Step 6: The optimal solution is reached when all coefficients for P are non-negative. In this case, the maximum value for P is 100 and it occurs when x = 0 and y = 20.

So, the answers to your questions are:

- Maximum value for P = 100.
- The value of P occurs when x = 0 and y = 20.
- The values for the slack variables u1, u2, u3, and u4 when the optimal solution is reached are:

u1 = 170
u2 = 2100/13
u3 = 190/3
u4 = 740/3

To maximize the objective function P = 4x + 20y subject to the given constraints, we can solve this linear programming problem using the Simplex Method. Here's how to do it step by step:

Step 1: Write the constraint inequalities in standard form:
2x + 15y + u1 = 700
5x + 10y + u2 = 1150
5x + 5y + u3 = 1000
4x + 15y + u4 = 980

Step 2: Set up the initial simplex tableau:
| 2 15 1 0 0 0 | 700 |
| 5 10 0 1 0 0 | 1150 |
Tableau: | 5 5 0 0 1 0 | 1000 |
| 4 15 0 0 0 1 | 980 |
| -4 -20 0 0 0 0 | 0 |

Step 3: Choose the most negative coefficient (-20) in the bottom row for the entering variable. The entering variable is y.

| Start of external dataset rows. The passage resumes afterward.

use serde::{Deserialize, Serialize};

#[derive(Debug, Clone, Copy, PartialEq, Eq, Serialize, Deserialize)]
#[serde(rename_all = "lowercase")]
pub enum Role {
    System,
    User,
    Assistant,
}

impl Role {
    pub const fn as_str(&self) -> &'static str {
        match self {
            Role::System => "system",
            Role::User => "user",
            Role::Assistant => "assistant",
        }
    }
}

impl std::fmt::Display for Role {
    fn fmt(&self, f: &mut std::fmt::Formatter<'_>) -> std::fmt::Result {
        f.write_str(self.as_str())
    }
}

/// One entry of the session history. Also the wire shape of a chat message.
#[derive(Debug, Clone, PartialEq, Eq, Serialize, Deserialize)]
pub struct ConversationTurn {
    pub role: Role,
    pub content: String,
}

impl ConversationTurn {
    pub fn system(content: impl Into<String>) -> Self {
        Self {
            role: Role::System,
            content: content.into(),
        }
    }

    pub fn user(content: impl Into<String>) -> Self {
        Self {
            role: Role::User,
            content: content.into(),
        }
    }

    pub fn assistant(content: impl Into<String>) -> Self {
        Self {
            role: Role::Assistant,
            content: content.into(),
        }
    }
}
//! LLM provider identifiers.

use std::fmt;
use std::str::FromStr;

use serde::{Deserialize, Serialize};

#[derive(Debug, Clone, Copy, PartialEq, Eq, Hash, Default, Serialize, Deserialize)]
#[serde(rename_all = "lowercase")]
pub enum ProviderId {
    #[default]
    Groq,
    Ollama,
    #[serde(rename = "openai", alias = "open_ai")]
    OpenAi,
}

impl ProviderId {
    pub const fn as_str(&self) -> &'static str {
        match self {
            ProviderId::Groq => "groq",
            ProviderId::Ollama => "ollama",
            ProviderId::OpenAi => "openai",
        }
    }

    /// Human-facing name used in status lines and failure text.
    pub const fn display_name(&self) -> &'static str {
        match self {
            ProviderId::Groq => "Groq",
            ProviderId::Ollama => "Ollama",
            ProviderId::OpenAi => "OpenAI",
        }
    }

    pub const fn all() -> &'static [ProviderId] {
        &[ProviderId::Groq, ProviderId::Ollama, ProviderId::OpenAi]
    }

    /// Whether requests carry a bearer key.
    pub const fn requires_api_key(&self) -> bool {
        !matches!(self, ProviderId::Ollama)
    }
}

impl fmt::Display for ProviderId {
    fn fmt(&self, f: &mut fmt::Formatter<'_>) -> fmt::Result {
        f.write_str(self.as_str())
    }
}

impl FromStr for ProviderId {
    type Err = String;

    fn from_str(s: &str) -> Result<Self, Self::Err> {
        let wanted = s.trim().to_ascii_lowercase();
        if wanted == "open_ai" {
            return Ok(ProviderId::OpenAi);
        }
        ProviderId::all()
            .iter()
            .copied()
            .find(|id| id.as_str() == wanted)
            .ok_or_else(|| format!("unknown provider '{s}' (expected groq, ollama or openai)"))
    }
}

/// Splits `groq/llama-3.3-70b-versatile` into provider and model. Only a
/// known provider prefix is split off, so `library/llama3` stays whole.
pub fn parse_model_override(value: &str) -> (Option<ProviderId>, String) {
    let value = value.trim();
    let split = value.split_once('/').and_then(|(prefix, rest)| {
        let provider = prefix.parse::<ProviderId>().ok()?;
        let rest = rest.trim();
        (!rest.is_empty()).then(|| (provider, rest.to_string()))
    });
    match split {
        Some((provider, model)) => (Some(provider), model),
        None => (None, value.to_string()),
    }
}

#[cfg(test)]
mod tests {
    use super::*;

    #[test]
    fn parses_names_case_insensitively() {
        assert_eq!(ProviderId::from_str("groq").unwrap(), ProviderId::Groq);
        assert_eq!(ProviderId::from_str("Ollama").unwrap(), ProviderId::Ollama);
        assert_eq!(ProviderId::from_str("OPENAI").unwrap(), ProviderId::OpenAi);
        assert_eq!(ProviderId::from_str(" groq ").unwrap(), ProviderId::Groq);
        assert_eq!(ProviderId::from_str("open_ai").unwrap(), ProviderId::OpenAi);
        assert!(ProviderId::from_str("minimax").is_err());
    }

    #[test]
    fn model_override_splits_known_prefix_only() {
        let (provider, model) = parse_model_override("ollama/llama3.2:3b");
        assert_eq!(provider, Some(ProviderId::Ollama));
        assert_eq!(model, "llama3.2:3b");

        let (provider, model) = parse_model_override("llama-3.3-70b-versatile");
        assert_eq!(provider, None);
        assert_eq!(model, "llama-3.3-70b-versatile");

        let (provider, model) = parse_model_override("library/llama3");
        assert_eq!(provider, None);
        assert_eq!(model, "library/llama3");
    }

    #[test]
    fn serde_uses_lowercase_names() {
        let json = serde_json::to_string(&ProviderId::OpenAi).unwrap();
        assert_eq!(json, "\"openai\"");
        let parsed: ProviderId = serde_json::from_str("\"ollama\"").unwrap();
        assert_eq!(parsed, ProviderId::Ollama);
        let parsed: ProviderId = serde_json::from_str("\"open_ai\"").unwrap();
        assert_eq!(parsed, ProviderId::OpenAi);
    }
}
//! Tool catalog, call normalization and built-in tool implementations.
//!
//! # Module Structure
//!
//! - `schema`: static catalog of tools, parameters and aliases
//! - `middleware`: maps raw model calls onto the catalog
//! - `registry`: dispatches normalized calls to tools
//! - `fs`: list, read, write, edit, mkdir, delete
//! - `search`: file name and content search
//! - `cmd`: shell commands with timeout
//! - `scripts`: tools discovered from a directory
//!
//! # Adding New Tools
//!
//! 1. Implement [`Tool`] in the appropriate submodule
//! 2. Built-ins: add a schema in `schema.rs` and insert in `ToolRegistry::builtin`
//! 3. Anything else: return a schema from [`Tool::schema`] and call
//!    [`ToolRegistry::register`]

pub use cmd::{run_shell, CommandOutput};
pub use middleware::{
    sanitize_path, DiffRatio, NormalizedToolCall, Similarity, ToolMiddleware, PARAM_NAME_CUTOFF,
    TOOL_NAME_CUTOFF,
};
pub use registry::ToolRegistry;
pub use schema::{ParamKind, SchemaRegistry, ToolParameter, ToolSchema};
pub use scripts::ScriptTool;
pub use types::{Tool, ToolContext, ToolError};

mod cmd;
mod fs;
pub mod middleware;
mod registry;
pub mod schema;
mod scripts;
mod search;
mod types;

pub use fs::{MAX_LIST_ENTRIES, MAX_READ_BYTES};
//! Per-session record of file contents before and after tool mutations.

use std::collections::BTreeMap;

use serde::{Deserialize, Serialize};

#[derive(Debug, Clone, Copy, PartialEq, Eq, Serialize, Deserialize)]
#[serde(rename_all = "lowercase")]
pub enum FileOperation {
    Create,
    Modify,
    Delete,
    Unchanged,
}

impl std::fmt::Display for FileOperation {
    fn fmt(&self, f: &mut std::fmt::Formatter<'_>) -> std::fmt::Result {
        let s = match self {
            Self::Create => "create",
            Self::Modify => "modify",
            Self::Delete => "delete",
            Self::Unchanged => "unchanged",
        };
        f.write_str(s)
    }
}

#[derive(Debug, Clone, PartialEq, Eq, Serialize, Deserialize)]
pub struct TrackedFile {
    pub path: String,
    pub original_content: Option<String>,
    pub new_content: Option<String>,
    pub existed_originally: bool,
    /// Set once a write or delete has been observed. A file that was only
    /// read stays unchanged.
    touched: bool,
}

impl TrackedFile {
    pub fn operation(&self) -> FileOperation {
        if !self.touched {
            return FileOperation::Unchanged;
        }
        match (&self.original_content, &self.new_content) {
            (_, Some(_)) if !self.existed_originally => FileOperation::Create,
            (Some(_), None) if self.existed_originally => FileOperation::Delete,
            (original, Some(new)) if original.as_deref() != Some(new.as_str()) => {
                FileOperation::Modify
            }
            _ => FileOperation::Unchanged,
        }
    }

    pub fn is_changed(&self) -> bool {
        self.operation() != FileOperation::Unchanged
    }
}

#[derive(Debug, Clone, PartialEq, Eq, Serialize, Deserialize)]
pub struct FileChange {
    pub path: String,
    pub operation: FileOperation,
    pub old_content: Option<String>,
    pub new_content: Option<String>,
}

#[derive(Debug, Clone, PartialEq, Eq, Serialize, Deserialize)]
pub struct ChangedFile {
    pub path: String,
    pub operation: FileOperation,
}

#[derive(Debug, Clone, Default, PartialEq, Eq, Serialize, Deserialize)]
pub struct ChangeSummary {
    pub total_files: usize,
    pub created: usize,
    pub modified: usize,
    pub deleted: usize,
    pub files: Vec<ChangedFile>,
}

#[derive(Debug, Clone)]
pub struct FileChangeTracker {
    files: BTreeMap<String, TrackedFile>,
    enabled: bool,
}

impl Default for FileChangeTracker {
    fn default() -> Self {
        Self {
            files: BTreeMap::new(),
            enabled: true,
        }
    }
}

impl FileChangeTracker {
    pub fn new() -> Self {
        Self::default()
    }

    pub fn is_enabled(&self) -> bool {
        self.enabled
    }

    /// Pauses or resumes recording. Already tracked files are kept.
    pub fn set_enabled(&mut self, enabled: bool) {
        self.enabled = enabled;
    }

    pub fn clear(&mut self) {
        self.files.clear();
    }

    pub fn get(&self, path: &str) -> Option<&TrackedFile> {
        self.files.get(&normalize_key(path))
    }

    pub fn len(&self) -> usize {
        self.files.len()
    }

    pub fn is_empty(&self) -> bool {
        self.files.is_empty()
    }

    /// Records the first observed content of `path`. Later reads are ignored
    /// so the original survives repeated reads.
    pub fn record_read(&mut self, path: &str, content: &str, existed: bool) {
        if !self.enabled {
            return;
        }
        let key = normalize_key(path);
        self.files.entry(key.clone()).or_insert_with(|| TrackedFile {
            path: key,
            original_content: existed.then(|| content.to_string()),
            new_content: existed.then(|| content.to_string()),
            existed_originally: existed,
            touched: false,
        });
    }

    /// Records new content. Without a prior read the file counts as created.
    pub fn record_write(&mut self, path: &str, content: &str) {
        if !self.enabled {
            return;
        }
        let key = normalize_key(path);
        let tracked = self.files.entry(key.clone()).or_insert_with(|| TrackedFile {
            path: key,
            original_content: None,
            new_content: None,
            existed_originally: false,
            touched: false,
        });
        tracked.new_content = Some(content.to_string());
        tracked.touched = true;
    }

    /// Records a removal. Without a prior read there is no original content
    /// to show, so the file stays unchanged.
    pub fn record_delete(&mut self, path: &str) {
        if !self.enabled {
            return;
        }
        let key = normalize_key(path);
        let tracked = self.files.entry(key.clone()).or_insert_with(|| TrackedFile {
            path: key,
            original_content: None,
            new_content: None,
            existed_originally: false,
            touched: false,
        });
        tracked.new_content = None;
        tracked.touched = true;
    }

    pub fn changes(&self) -> Vec<FileChange> {
        self.files
            .values()
            .filter(|tracked| tracked.is_changed())
            .map(|tracked| FileChange {
                path: tracked.path.clone(),
                operation: tracked.operation(),
                old_content: tracked.original_content.clone(),
                new_content: tracked.new_content.clone(),
            })
            .collect()
    }

    /// Unified diff for one path, `None` when nothing changed.
    pub fn diff(&self, path: &str) -> Option<String> {
        let tracked = self.files.get(&normalize_key(path))?;
        if !tracked.is_changed() {
            return None;
        }

        let old = with_trailing_newline(tracked.original_content.as_deref().unwrap_or_default());
        let new = with_trailing_newline(tracked.new_content.as_deref().unwrap_or_default());
        if old == new {
            return None;
        }

        let text_diff = similar::TextDiff::from_lines(&old, &new);
        let diff = text_diff
            .unified_diff()
            .context_radius(3)
            .header(&format!("a/{}", tracked.path), &format!("b/{}", tracked.path))
            .to_string();
        if diff.is_empty() {
            None
        } else {
            Some(diff)
        }
    }

    /// Diffs of every changed file joined by blank lines.
    pub fn diff_all(&self) -> String {
        self.files
            .keys()
            .filter_map(|path| self.diff(path))
            .collect::<Vec<_>>()
            .join("\n")
    }

    pub fn summary(&self) -> ChangeSummary {
        let changes = self.changes();
        let count = |op: FileOperation| changes.iter().filter(|c| c.operation == op).count();
        ChangeSummary {
            total_files: changes.len(),
            created: count(FileOperation::Create),
            modified: count(FileOperation::Modify),
            deleted: count(FileOperation::Delete),
            files: changes
                .iter()
                .map(|c| ChangedFile {
                    path: c.path.clone(),
                    operation: c.operation,
                })
                .collect(),
        }
    }
}

fn normalize_key(path: &str) -> String {
    path.replace('\\', "/").trim_matches('/').to_string()
}

fn with_trailing_newline(content: &str) -> String {
    if content.is_empty() || content.ends_with('\n') {
        content.to_string()
    } else {
        format!("{content}\n")
    }
}
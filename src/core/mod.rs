//! Shared data types used across the agent runtime.

pub mod conversation;
pub mod plan;
pub mod tool;

pub use conversation::{ConversationTurn, Role};
pub use plan::{AgentPlan, PlanStep};
pub use tool::{ToolDescriptor, ToolResult, ToolStatus};
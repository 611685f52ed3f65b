use serde::{Deserialize, Serialize};

#[derive(Debug, Clone, PartialEq, Eq, Serialize, Deserialize)]
pub struct PlanStep {
    pub description: String,
    pub tool: Option<String>,
    pub reasoning: Option<String>,
    #[serde(default)]
    pub completed: bool,
}

/// Pre-execution breakdown of what the agent intends to do.
#[derive(Debug, Clone, PartialEq, Eq, Serialize, Deserialize)]
pub struct AgentPlan {
    pub goal: String,
    pub steps: Vec<PlanStep>,
    #[serde(default)]
    pub requires_confirmation: bool,
}

impl AgentPlan {
    pub fn is_complete(&self) -> bool {
        self.steps.iter().all(|step| step.completed)
    }

    /// Marks the first pending step that uses `tool` as completed.
    /// Returns the index of the step that was marked, if any.
    pub fn mark_tool_completed(&mut self, tool: &str) -> Option<usize> {
        let idx = self
            .steps
            .iter()
            .position(|step| !step.completed && step.tool.as_deref() == Some(tool))?;
        self.steps[idx].completed = true;
        Some(idx)
    }
}

#[cfg(test)]
mod tests {
    use super::*;

    fn step(tool: Option<&str>) -> PlanStep {
        PlanStep {
            description: "step".into(),
            tool: tool.map(str::to_string),
            reasoning: None,
            completed: false,
        }
    }

    #[test]
    fn mark_tool_completed_advances_in_order() {
        let mut plan = AgentPlan {
            goal: "edit".into(),
            steps: vec![step(Some("read_file")), step(Some("write_file")), step(Some("read_file"))],
            requires_confirmation: false,
        };

        assert_eq!(plan.mark_tool_completed("read_file"), Some(0));
        assert_eq!(plan.mark_tool_completed("read_file"), Some(2));
        assert_eq!(plan.mark_tool_completed("read_file"), None);
        assert!(!plan.is_complete());
        assert_eq!(plan.mark_tool_completed("write_file"), Some(1));
        assert!(plan.is_complete());
    }

    #[test]
    fn empty_plan_is_complete() {
        let plan = AgentPlan {
            goal: String::new(),
            steps: vec![],
            requires_confirmation: false,
        };
        assert!(plan.is_complete());
    }
}
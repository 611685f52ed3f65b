//! Provider-specific clients and construction from configuration.

use std::time::Duration;

use crate::config::ProviderConfig;
use crate::model::{ChatModel, ModelError, ProviderId};

pub mod ollama;
pub mod openai_compat;

/// Timeout for reachability probes, independent of the chat timeout.
pub const HEALTH_TIMEOUT: Duration = Duration::from_secs(5);
const ERROR_BODY_CHARS: usize = 200;

/// First few hundred characters of an error body, enough to identify it.
pub(crate) fn body_prefix(text: &str) -> String {
    text.chars().take(ERROR_BODY_CHARS).collect()
}

/// Builds the client for `config`. Missing API keys are not an error here;
/// the provider reports them on the first request.
pub fn build_client(
    config: &ProviderConfig,
    timeout: Duration,
) -> Result<Box<dyn ChatModel>, ModelError> {
    if config.provider.requires_api_key() && config.api_key.is_empty() {
        tracing::warn!(provider = %config.provider, "no API key configured");
    }
    let client: Box<dyn ChatModel> = match config.provider {
        ProviderId::Groq | ProviderId::OpenAi => Box::new(openai_compat::OpenAiCompatClient::new(
            config.provider,
            config.api_key.clone(),
            config.model.clone(),
            config.base_url.clone(),
            timeout,
        )?),
        ProviderId::Ollama => Box::new(ollama::OllamaClient::new(
            config.model.clone(),
            config.base_url.clone(),
            timeout,
        )?),
    };
    tracing::info!(provider = %config.provider, model = %client.model_id(), "model client ready");
    Ok(client)
}
use std::path::{Path, PathBuf};

use super::*;

fn engine(mode: ContainmentMode) -> (tempfile::TempDir, PolicyEngine) {
    let temp = tempfile::tempdir().expect("tempdir");
    let policy = PolicyEngine::with_containment(temp.path().to_path_buf(), mode);
    (temp, policy)
}

#[test]
fn dot_and_empty_resolve_to_root() {
    let (_temp, policy) = engine(ContainmentMode::Substitute);
    let root = policy.workspace_root().to_path_buf();
    assert_eq!(policy.evaluate_path("."), PolicyDecision::Allow(root.clone()));
    assert_eq!(policy.evaluate_path("  "), PolicyDecision::Allow(root));
}

#[test]
fn relative_paths_join_the_root() {
    let (_temp, policy) = engine(ContainmentMode::Substitute);
    let decision = policy.evaluate_path("src/./lib.rs");
    assert_eq!(
        decision.path(),
        Some(policy.workspace_root().join("src/lib.rs").as_path())
    );
}

#[test]
fn escaping_path_is_replaced_by_root() {
    let (_temp, policy) = engine(ContainmentMode::Substitute);
    let decision = policy.evaluate_path("../../etc/passwd");
    match decision {
        PolicyDecision::Contained { resolved, .. } => {
            assert_eq!(resolved, policy.workspace_root());
        }
        other => panic!("expected containment, got {other:?}"),
    }
}

#[test]
fn absolute_path_inside_root_is_allowed() {
    let (_temp, policy) = engine(ContainmentMode::Substitute);
    let inside = policy.workspace_root().join("notes.md");
    let decision = policy.evaluate_path(inside.to_str().expect("utf8"));
    assert_eq!(decision, PolicyDecision::Allow(inside));
}

#[test]
fn reject_mode_denies_escape() {
    let (_temp, policy) = engine(ContainmentMode::Reject);
    let decision = policy.evaluate_path("/definitely/elsewhere");
    assert!(matches!(decision, PolicyDecision::Deny { .. }));
    assert!(decision.path().is_none());
}

#[test]
fn display_relative_uses_forward_slashes() {
    let (_temp, policy) = engine(ContainmentMode::Substitute);
    let nested = policy.workspace_root().join("a").join("b.txt");
    assert_eq!(policy.display_relative(&nested), "a/b.txt");
    assert_eq!(policy.display_relative(policy.workspace_root()), ".");
}

#[test]
fn normalize_lexically_drops_parent_at_root() {
    assert_eq!(
        normalize_lexically(Path::new("/a/../../b")),
        PathBuf::from("/b")
    );
    assert_eq!(normalize_lexically(Path::new("a/./b/../c")), PathBuf::from("a/c"));
}

#[cfg(unix)]
#[test]
fn symlink_out_of_root_is_contained() {
    let (_temp, policy) = engine(ContainmentMode::Substitute);
    let outside = tempfile::tempdir().expect("outside");
    std::os::unix::fs::symlink(outside.path(), policy.workspace_root().join("link"))
        .expect("symlink");

    let decision = policy.evaluate_path("link");
    assert!(matches!(decision, PolicyDecision::Contained { .. }));
}
impl ToolMiddleware {
    pub fn new(registry: Arc<SchemaRegistry>) -> Self {
        Self::with_similarity(registry, Arc::new(DiffRatio))
    }

    pub fn with_similarity(registry: Arc<SchemaRegistry>, similarity: Arc<dyn Similarity>) -> Self {
        let mut name_index = BTreeMap::new();
        for schema in registry.iter() {
            for alias in &schema.aliases {
                name_index
                    .entry(alias.to_lowercase())
                    .or_insert_with(|| schema.name.clone());
            }
        }
        // Canonical names always win over another tool's alias.
        for schema in registry.iter() {
            name_index.insert(schema.name.to_lowercase(), schema.name.clone());
        }

        Self {
            registry,
            similarity,
            name_index,
        }
    }

    pub fn registry(&self) -> &Arc<SchemaRegistry> {
        &self.registry
    }

    /// Middleware over an updated catalog, keeping this one's similarity.
    pub fn for_registry(&self, registry: Arc<SchemaRegistry>) -> Self {
        Self::with_similarity(registry, self.similarity.clone())
    }

    /// Normalizes an untrusted `{ "tool": ..., "args": {...} }` value.
    ///
    /// Path-kind arguments are sanitized only when `workspace` is given.
    pub fn normalize_tool_call(
        &self,
        raw: &Value,
        workspace: Option<&Path>,
    ) -> (NormalizedToolCall, Vec<String>) {
        let mut warnings = Vec::new();

        let Some(object) = raw.as_object() else {
            warnings.push("Invalid tool call format".to_string());
            return (
                NormalizedToolCall {
                    tool: "unknown".to_string(),
                    args: Map::new(),
                    missing: Vec::new(),
                    known: false,
                },
                warnings,
            );
        };

        let raw_name = object
            .get("tool")
            .and_then(Value::as_str)
            .unwrap_or_default()
            .trim()
            .to_lowercase();
        let raw_args = match object.get("args") {
            Some(Value::Object(args)) => args.clone(),
            _ => Map::new(),
        };

        let canonical = self.resolve_tool_name(&raw_name);
        if canonical != raw_name {
            warnings.push(format!("Tool '{raw_name}' resolved to '{canonical}'"));
        }

        let Some(schema) = self.registry.get(&canonical) else {
            warnings.push(format!("Unknown tool '{canonical}' - passing through"));
            tracing::debug!(tool = %canonical, "unknown tool passed through middleware");
            return (
                NormalizedToolCall {
                    tool: canonical,
                    args: raw_args,
                    missing: Vec::new(),
                    known: false,
                },
                warnings,
            );
        };

        if schema.open_parameters {
            return (
                NormalizedToolCall {
                    tool: canonical,
                    args: raw_args,
                    missing: Vec::new(),
                    known: true,
                },
                warnings,
            );
        }

        let (mut args, missing) = self.normalize_arguments(&raw_args, schema, &mut warnings);
        if workspace.is_some() {
            sanitize_path_args(&mut args, schema, &mut warnings);
        }

        if !warnings.is_empty() {
            tracing::debug!(tool = %canonical, ?warnings, "tool call normalized");
        }

        (
            NormalizedToolCall {
                tool: canonical,
                args,
                missing,
                known: true,
            },
            warnings,
        )
    }

    /// Exact (case-insensitive) canonical or alias match first, then the best
    /// fuzzy match above [`TOOL_NAME_CUTOFF`]. Unresolvable names come back
    /// lowercased and trimmed.
    pub fn resolve_tool_name(&self, raw: &str) -> String {
        let needle = raw.trim().to_lowercase();
        if let Some(canonical) = self.name_index.get(&needle) {
            return canonical.clone();
        }

        let best = best_match(
            self.similarity.as_ref(),
            &needle,
            self.name_index.keys().map(String::as_str),
            TOOL_NAME_CUTOFF,
        );
        match best.and_then(|name| self.name_index.get(name)) {
            Some(canonical) => canonical.clone(),
            None => needle,
        }
    }

    fn normalize_arguments(
        &self,
        raw_args: &Map<String, Value>,
        schema: &ToolSchema,
        warnings: &mut Vec<String>,
    ) -> (Map<String, Value>, Vec<String>) {
        let mut normalized = Map::new();
        let mut missing = Vec::new();
        let mut used: HashSet<&str> = HashSet::new();

        for param in &schema.parameters {
            let mut matched: Option<&str> = None;

            if raw_args.contains_key(&param.name) && !used.contains(param.name.as_str()) {
                matched = Some(param.name.as_str());
            }

            if matched.is_none() {
                matched = param
                    .aliases
                    .iter()
                    .filter(|alias| !used.contains(alias.as_str()))
                    .find(|alias| raw_args.contains_key(alias.as_str()))
                    .map(String::as_str);
                if let Some(alias) = matched {
                    warnings.push(format!("Arg '{alias}' normalized to '{}'", param.name));
                }
            }

            if matched.is_none() {
                let candidates: Vec<String> = std::iter::once(&param.name)
                    .chain(param.aliases.iter())
                    .map(|name| name.to_lowercase())
                    .collect();
                matched = raw_args
                    .keys()
                    .filter(|key| !used.contains(key.as_str()))
                    .find(|key| {
                        best_match(
                            self.similarity.as_ref(),
                            &key.to_lowercase(),
                            candidates.iter().map(String::as_str),
                            PARAM_NAME_CUTOFF,
                        )
                        .is_some()
                    })
                    .map(String::as_str);
                if let Some(key) = matched {
                    warnings.push(format!("Fuzzy matched '{key}' to '{}'", param.name));
                }
            }

            let value = matched.and_then(|key| {
                used.insert(key);
                raw_args.get(key).filter(|v| !v.is_null())
            });

            match (value, &param.default) {
                (Some(value), _) => {
                    normalized.insert(param.name.clone(), value.clone());
                }
                (None, Some(default)) => {
                    normalized.insert(param.name.clone(), default.clone());
                }
                (None, None) if param.required => {
                    warnings.push(format!("Missing required parameter '{}'", param.name));
                    missing.push(param.name.clone());
                }
                (None, None) => {}
            }
        }

        (normalized, missing)
    }

    /// One tool's signature and aliases, or the whole catalog when `name` is
    /// `None`.
    pub fn tool_help(&self, name: Option<&str>) -> String {
        match name {
            Some(name) => {
                let canonical = self.resolve_tool_name(name);
                match self.registry.get(&canonical) {
                    Some(schema) => {
                        let aliases = if schema.aliases.is_empty() {
                            "none".to_string()
                        } else {
                            schema
                                .aliases
                                .iter()
                                .take(3)
                                .cloned()
                                .collect::<Vec<_>>()
                                .join(", ")
                        };
                        format!("{}\n  Aliases: {aliases}", schema.signature())
                    }
                    None => format!("Unknown tool: {name}"),
                }
            }
            None => {
                let mut lines = vec!["Available tools:".to_string()];
                lines.extend(
                    self.registry
                        .iter()
                        .map(|schema| format!("  {}", schema.signature())),
                );
                lines.join("\n")
            }
        }
    }
}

Step 4: Calculate the ratios (divide the right-hand side by the corresponding coefficient of the entering variable) for each row where the corresponding coefficient of the entering variable is positive to determine the leaving variable. The smallest non-negative ratio corresponds to the leaving variable. In this case, it's row 2, so the leaving variable is u2.

Step 5: Perform row operations (Gaussian elimination) to make the pivot element (10) equal to 1 and clear the other elements in the column:
| 2 15 1 0 0 0 | 700 |
| 0 -2 -5 1 0 0 | 50 |
Tableau: | 5 5 0 0 1 0 | 1000 |
| 4 15 0 0 0 1 | 980 |
| 0 0 20 0 0 0 | 1000 |

Step 6: Calculate the pivot column (the most negative coefficient in the bottom row excluding the last column). The most negative coefficient is -5, which means x is the entering variable.

Step 7: Calculate the ratios for each row where the corresponding coefficient of the entering variable is positive to determine the leaving variable. The smallest non-negative ratio corresponds to the leaving variable. In this case, it's row 4, so the leaving variable is u4.

Step 8: Perform row operations:
| 2 15 1 0 0 0 | 700 |
| -8 -7 0 1 0 1 | -700 |
Tableau: | 5 5 0 0 1 0 | 1000 |
| 0 1 -20 0 0 0 | -1000 |
| 0 -15 20 0 0 0 | 9600 |

Step 9: The unboundedness test indicates that the problem is unbounded. Therefore, there is no finite maximum value for P.

However, if the problem was bounded, we would continue with additional iterations until we reach an optimal solution.

Regarding the values of x and y when the optimal solution is reached, we don't have a feasible solution in this case since the problem is unbounded.

As for the values of the slack variables u1, u2, u3, and u4 when the optimal solution is reached, we can't determine these values since the problem is unbounded.